In the early 90s Deng Xiaoping revolutionized the Chinese economy rejecting the Communist model and replacing it with an open-market, free enterprise, capitalist system. China’s economy quickly grew, and while the federal government has used public funds to support certain industries or companies, such support is small by comparison to the activities of the private sector. Countries which still adhere to the old Soviet economic system – Cuba, North Korea, and Venezuela under Chavez and Maduro – are economically failed states.

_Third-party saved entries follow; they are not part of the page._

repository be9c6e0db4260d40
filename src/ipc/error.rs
use serde_json::json;

pub fn ok(id: &str, result: serde_json::Value) -> serde_json::Value {
    json!({
        "id": id,
        "ok": true,
        "result": result
    })
}

pub fn err(
    id: &str,
    code: &str,
    message: impl Into<String>,
    details: Option<serde_json::Value>,
) -> serde_json::Value {
    let mut error = json!({
        "code": code,
        "message": message.into(),
    });
    if let Some(d) = details {
        error["details"] = d;
    }
    json!({
        "id": id,
        "ok": false,
        "error": error,
    })
}
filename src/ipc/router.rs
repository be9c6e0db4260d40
use super::handlers;
use super::types::{AppState, Request};
use crate::ipc::error::err;

pub fn handle_request(state: &mut AppState, req: Request) -> serde_json::Value {
    if let Some(resp) = handlers::core::try_handle(state, &req) {
        return resp;
    }
    if let Some(resp) = handlers::attendance::try_handle(state, &req) {
        return resp;
    }
    if let Some(resp) = handlers::export::try_handle(state, &req) {
        return resp;
    }
    if let Some(resp) = handlers::qr::try_handle(state, &req) {
        return resp;
    }

    err(
        &req.id,
        "not_implemented",
        format!("unknown method: {}", req.method),
        None,
    )
}
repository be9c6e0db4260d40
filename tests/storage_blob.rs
#[path = "../src/store.rs"]
mod store;

#[path = "../src/storage.rs"]
mod storage;

use std::path::PathBuf;
use std::time::{SystemTime, UNIX_EPOCH};
use store::{AttendanceRecord, AttendanceStore};

fn temp_dir(prefix: &str) -> PathBuf {
    let p = std::env::temp_dir().join(format!(
        "{}-{}",
        prefix,
        SystemTime::now()
            .duration_since(UNIX_EPOCH)
            .expect("clock")
            .as_nanos()
    ));
    std::fs::create_dir_all(&p).expect("create temp dir");
    p
}

fn raw_blob(conn: &rusqlite::Connection) -> Option<String> {
    conn.query_row(
        "SELECT value FROM kv WHERE key = ?",
        [storage::ATTENDANCE_KEY],
        |r| r.get(0),
    )
    .ok()
}

#[test]
fn missing_key_loads_as_empty() {
    let workspace = temp_dir("rollcall-storage-missing");
    let conn = storage::open_db(&workspace).expect("open db");
    assert!(storage::load(&conn).is_empty());
    let _ = std::fs::remove_dir_all(workspace);
}

#[test]
fn malformed_blob_falls_back_to_empty() {
    let workspace = temp_dir("rollcall-storage-malformed");
    let conn = storage::open_db(&workspace).expect("open db");
    conn.execute(
        "INSERT INTO kv(key, value) VALUES(?, ?)",
        (storage::ATTENDANCE_KEY, "{not json at all"),
    )
    .expect("insert garbage");
    assert!(storage::load(&conn).is_empty());
    let _ = std::fs::remove_dir_all(workspace);
}

#[test]
fn rows_with_missing_or_extra_fields_stay_readable() {
    let workspace = temp_dir("rollcall-storage-partial");
    let conn = storage::open_db(&workspace).expect("open db");
    conn.execute(
        "INSERT INTO kv(key, value) VALUES(?, ?)",
        (
            storage::ATTENDANCE_KEY,
            r#"[{"name":"Alice Johnson","extra":true},{"time":"9:00:00 AM"}]"#,
        ),
    )
    .expect("insert partial rows");
    let records = storage::load(&conn);
    assert_eq!(records.len(), 2);
    assert_eq!(records[0].name, "Alice Johnson");
    assert_eq!(records[0].timestamp, 0);
    assert_eq!(records[1].time, "9:00:00 AM");
    let _ = std::fs::remove_dir_all(workspace);
}

#[test]
fn save_load_roundtrip_preserves_order_and_fields() {
    let workspace = temp_dir("rollcall-storage-roundtrip");
    let conn = storage::open_db(&workspace).expect("open db");

    let mut roster = AttendanceStore::new();
    for name in ["Carol Davis", "bob wilson", "Emma Taylor"] {
        roster.add(name).expect("add");
    }
    storage::save(&conn, roster.all()).expect("save");

    let loaded = storage::load(&conn);
    assert_eq!(loaded, roster.all());
    let _ = std::fs::remove_dir_all(workspace);
}

#[test]
fn repeated_save_of_same_list_is_byte_identical() {
    let workspace = temp_dir("rollcall-storage-deterministic");
    let conn = storage::open_db(&workspace).expect("open db");

    let records = vec![
        AttendanceRecord {
            name: "Bob Wilson".to_string(),
            time: "10:00:00 AM".to_string(),
            timestamp: 1_700_000_000_000,
        },
        AttendanceRecord {
            name: "Carol Davis".to_string(),
            time: "10:00:05 AM".to_string(),
            timestamp: 1_700_000_005_000,
        },
    ];
    storage::save(&conn, &records).expect("first save");
    let first = raw_blob(&conn).expect("blob present");

    let reloaded = storage::load(&conn);
    storage::save(&conn, &reloaded).expect("second save");
    let second = raw_blob(&conn).expect("blob still present");

    assert_eq!(first, second);
    let _ = std::fs::remove_dir_all(workspace);
}
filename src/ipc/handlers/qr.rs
use crate::ipc::error::{err, ok};
use crate::ipc::helpers::notice;
use crate::ipc::types::{AppState, Request};
use crate::qr::{error_placeholder, CodeRenderer, SvgRenderer};
use crate::store::DEMO_STUDENTS;
use serde_json::json;

/// One display item per label, always with something visible in the `svg`
/// slot. A failed render gets the inline placeholder and never sinks the
/// request or the rest of a batch.
fn qr_item(renderer: &dyn CodeRenderer, label: &str) -> serde_json::Value {
    match renderer.render(label) {
        Ok(svg) => json!({
            "label": label,
            "svg": svg,
            "ok": true
        }),
        Err(e) => json!({
            "label": label,
            "svg": error_placeholder("QR Generation Failed"),
            "ok": false,
            "message": e.to_string()
        }),
    }
}

fn handle_generate(_state: &mut AppState, req: &Request) -> serde_json::Value {
    let text = req
        .params
        .get("text")
        .and_then(|v| v.as_str())
        .unwrap_or("")
        .trim();
    if text.is_empty() {
        return err(&req.id, "empty_input", "Please enter a student name!", None);
    }
    let renderer = SvgRenderer;
    ok(&req.id, json!({ "item": qr_item(&renderer, text) }))
}

fn handle_generate_demo(_state: &mut AppState, req: &Request) -> serde_json::Value {
    let renderer = SvgRenderer;
    let items: Vec<serde_json::Value> = DEMO_STUDENTS
        .iter()
        .map(|name| qr_item(&renderer, name))
        .collect();
    ok(
        &req.id,
        json!({
            "items": items,
            "notice": notice("success", "✅ Generated 5 demo QR codes!")
        }),
    )
}

pub fn try_handle(state: &mut AppState, req: &Request) -> Option<serde_json::Value> {
    match req.method.as_str() {
        "qr.generate" => Some(handle_generate(state, req)),
        "qr.generateDemo" => Some(handle_generate_demo(state, req)),
        _ => None,
    }
}
use crate::ipc::error::{err, ok};
use crate::ipc::types::{AppState, Request};
use crate::storage;
use crate::store::AttendanceStore;
use serde_json::json;
use std::path::PathBuf;

fn handle_health(state: &mut AppState, req: &Request) -> serde_json::Value {
    ok(
        &req.id,
        json!({
            "version": env!("CARGO_PKG_VERSION"),
            "workspacePath": state.workspace.as_ref().map(|p| p.to_string_lossy().to_string())
        }),
    )
}

fn handle_workspace_select(state: &mut AppState, req: &Request) -> serde_json::Value {
    let p = req
        .params
        .get("path")
        .and_then(|v| v.as_str())
        .map(PathBuf::from);
    let Some(path) = p else {
        return err(&req.id, "bad_params", "missing params.path", None);
    };

    match storage::open_db(&path) {
        Ok(conn) => {
            // A missing or unreadable blob starts the session empty; it must
            // never prevent the workspace from opening.
            let records = storage::load(&conn);
            let count = records.len();
            state.workspace = Some(path.clone());
            state.db = Some(conn);
            state.roster = AttendanceStore::from_records(records);
            ok(
                &req.id,
                json!({
                    "workspacePath": path.to_string_lossy(),
                    "count": count
                }),
            )
        }
        Err(e) => err(&req.id, "db_open_failed", format!("{e:?}"), None),
    }
}

pub fn try_handle(state: &mut AppState, req: &Request) -> Option<serde_json::Value> {
    match req.method.as_str() {
        "health" => Some(handle_health(state, req)),
        "workspace.select" => Some(handle_workspace_select(state, req)),
        _ => None,
    }
}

Some liberal historians look to FDR and his rescue of America during The Great Depression. His ambitious, all spigots open, deluge of public monies into the depressed economy was the reason why the state of the union was restored. Conservative economic historians point to the FDR era as the birth of Big Government and the perpetuation of the myth of its all-encompassing, beneficent, reforming nature.
The Constitution’s Preamble, however, says the federal government was established (and the Constitution was adopted) to “form a more perfect union, establish Justice, insure domestic Tranquility, provide for the common defense, promote the general Welfare, and secure the Blessings of Liberty to ourselves and our Posterity.” Jefferson, Hamilton, and Adams never intended an interventionist government, smacking as is it did of the monarchist regimes of Europe from which new Americans fled.
The economy was to be private, individualist, entrepreneurial and left to its own devices. Government would step in to assure justice, to adjudicate disputes, and to facilitate productivity within the rule of law and in so doing would promote the general welfare. Nothing more.
The Biden Administration has revived the myth of Big Government, expanded it, and invested in it. His policies have been disruptive if not damaging to the economy. His border policy – or lack thereof – has been a total failure. Rather than control the border and establish policies that reflect supply and demand, he has opened the doors with no national interest in mind.
Before his inchoate policies were established and thanks to NAFTA, the movement of Mexican labor was self-regulated. When the economy of Mexico began to grow, there was an out-migration from the United States. When low-skilled labor was in demand in the United States, there was a significant in-migration. While some order and border discipline is required, the free movement of goods and labor cannot be ignored.
Biden’s energy policy has been equally shortsighted. His concerns for ‘the environment’ have put the United States in a seriously compromised energy position, leaving the country exposed to the volatile energy market abroad.
His attempts to reform the social mores of the country – promoting and enforcing a radical gender policy to which many if not most Americans are opposed, dividing the nation on the basis of race, and shutting down free speech in the name of social justice – have been abject failures.
His Congressional and academic supporters have longed for a muscular government interventionism, enforcing political philosophy by any means possible, and they see change coming.
Big governments have always failed because of the subjective, prejudicial, and arrogant assumptions of right action; the inherent inefficiency of bureaucracies and public sector institutions never held to accountability, and their common, perennial, never-ending profligate spending.
‘Too big to fail’, the taxpayer rescue of undeserving banks, is not only fiscally and financially unsound, but if there was ever a moral hazard, it is here. If banks know that all deposits will be insured and that they will be rescued in dire times, they will take unreasonable risks, make bad investment decisions based on intuition and philosophy rather than hard economics.
It is time to roll back big government and return it to its Constitutional roots.